* EXERCISE DESCRIPTION: For each line of the data below that contains "struct", return that line.

_____

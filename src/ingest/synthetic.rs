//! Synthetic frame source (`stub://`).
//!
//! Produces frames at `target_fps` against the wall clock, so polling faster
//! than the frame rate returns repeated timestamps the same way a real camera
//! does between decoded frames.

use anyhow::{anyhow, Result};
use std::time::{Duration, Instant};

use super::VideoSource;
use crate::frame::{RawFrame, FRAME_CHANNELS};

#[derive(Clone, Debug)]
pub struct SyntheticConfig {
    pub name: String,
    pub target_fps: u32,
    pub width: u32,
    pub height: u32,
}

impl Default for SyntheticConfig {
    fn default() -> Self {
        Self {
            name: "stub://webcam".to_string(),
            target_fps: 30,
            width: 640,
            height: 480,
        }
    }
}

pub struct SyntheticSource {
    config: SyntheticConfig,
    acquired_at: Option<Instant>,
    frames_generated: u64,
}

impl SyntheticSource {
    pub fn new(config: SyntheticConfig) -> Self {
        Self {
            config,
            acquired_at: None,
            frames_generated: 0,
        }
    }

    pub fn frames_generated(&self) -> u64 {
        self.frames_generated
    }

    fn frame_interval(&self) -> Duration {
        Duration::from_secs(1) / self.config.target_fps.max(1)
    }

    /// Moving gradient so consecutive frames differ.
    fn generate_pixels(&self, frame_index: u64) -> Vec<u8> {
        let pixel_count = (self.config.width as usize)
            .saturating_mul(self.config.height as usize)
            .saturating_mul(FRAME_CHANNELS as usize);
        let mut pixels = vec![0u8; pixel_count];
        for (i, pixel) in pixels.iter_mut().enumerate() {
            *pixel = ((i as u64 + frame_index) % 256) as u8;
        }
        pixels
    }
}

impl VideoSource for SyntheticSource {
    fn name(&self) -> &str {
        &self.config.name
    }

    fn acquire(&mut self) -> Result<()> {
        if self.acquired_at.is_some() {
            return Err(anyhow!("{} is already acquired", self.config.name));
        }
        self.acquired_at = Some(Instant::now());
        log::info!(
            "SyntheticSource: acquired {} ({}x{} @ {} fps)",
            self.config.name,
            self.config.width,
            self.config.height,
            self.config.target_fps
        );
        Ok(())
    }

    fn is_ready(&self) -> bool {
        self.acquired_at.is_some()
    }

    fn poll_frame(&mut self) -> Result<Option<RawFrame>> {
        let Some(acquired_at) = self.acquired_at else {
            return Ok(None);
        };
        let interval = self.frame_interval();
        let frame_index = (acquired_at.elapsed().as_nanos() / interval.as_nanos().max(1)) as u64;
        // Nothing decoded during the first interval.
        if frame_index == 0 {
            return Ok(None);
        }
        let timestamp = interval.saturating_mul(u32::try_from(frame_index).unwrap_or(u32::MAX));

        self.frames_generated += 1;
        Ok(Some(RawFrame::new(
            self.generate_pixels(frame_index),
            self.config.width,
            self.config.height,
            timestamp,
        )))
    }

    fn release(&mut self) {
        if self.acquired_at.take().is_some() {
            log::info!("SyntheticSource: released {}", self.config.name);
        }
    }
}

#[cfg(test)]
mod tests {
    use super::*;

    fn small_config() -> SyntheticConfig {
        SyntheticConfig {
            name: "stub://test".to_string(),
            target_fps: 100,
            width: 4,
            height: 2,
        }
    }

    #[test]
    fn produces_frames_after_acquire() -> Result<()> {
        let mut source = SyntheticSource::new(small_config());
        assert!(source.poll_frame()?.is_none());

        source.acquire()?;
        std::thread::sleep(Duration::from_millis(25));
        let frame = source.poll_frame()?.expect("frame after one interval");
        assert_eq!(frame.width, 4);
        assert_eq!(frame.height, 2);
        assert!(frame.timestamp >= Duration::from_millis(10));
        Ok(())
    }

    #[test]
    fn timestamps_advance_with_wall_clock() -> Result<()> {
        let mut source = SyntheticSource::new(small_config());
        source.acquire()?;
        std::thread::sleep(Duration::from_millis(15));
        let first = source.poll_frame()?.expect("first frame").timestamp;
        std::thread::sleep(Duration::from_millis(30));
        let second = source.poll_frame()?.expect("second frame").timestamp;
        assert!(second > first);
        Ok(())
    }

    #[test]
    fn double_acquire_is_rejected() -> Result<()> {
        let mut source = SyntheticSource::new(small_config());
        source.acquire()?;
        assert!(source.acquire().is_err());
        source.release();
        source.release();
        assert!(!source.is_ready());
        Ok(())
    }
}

_____

* OUTPUT:
pub struct SyntheticConfig {
pub struct SyntheticSource {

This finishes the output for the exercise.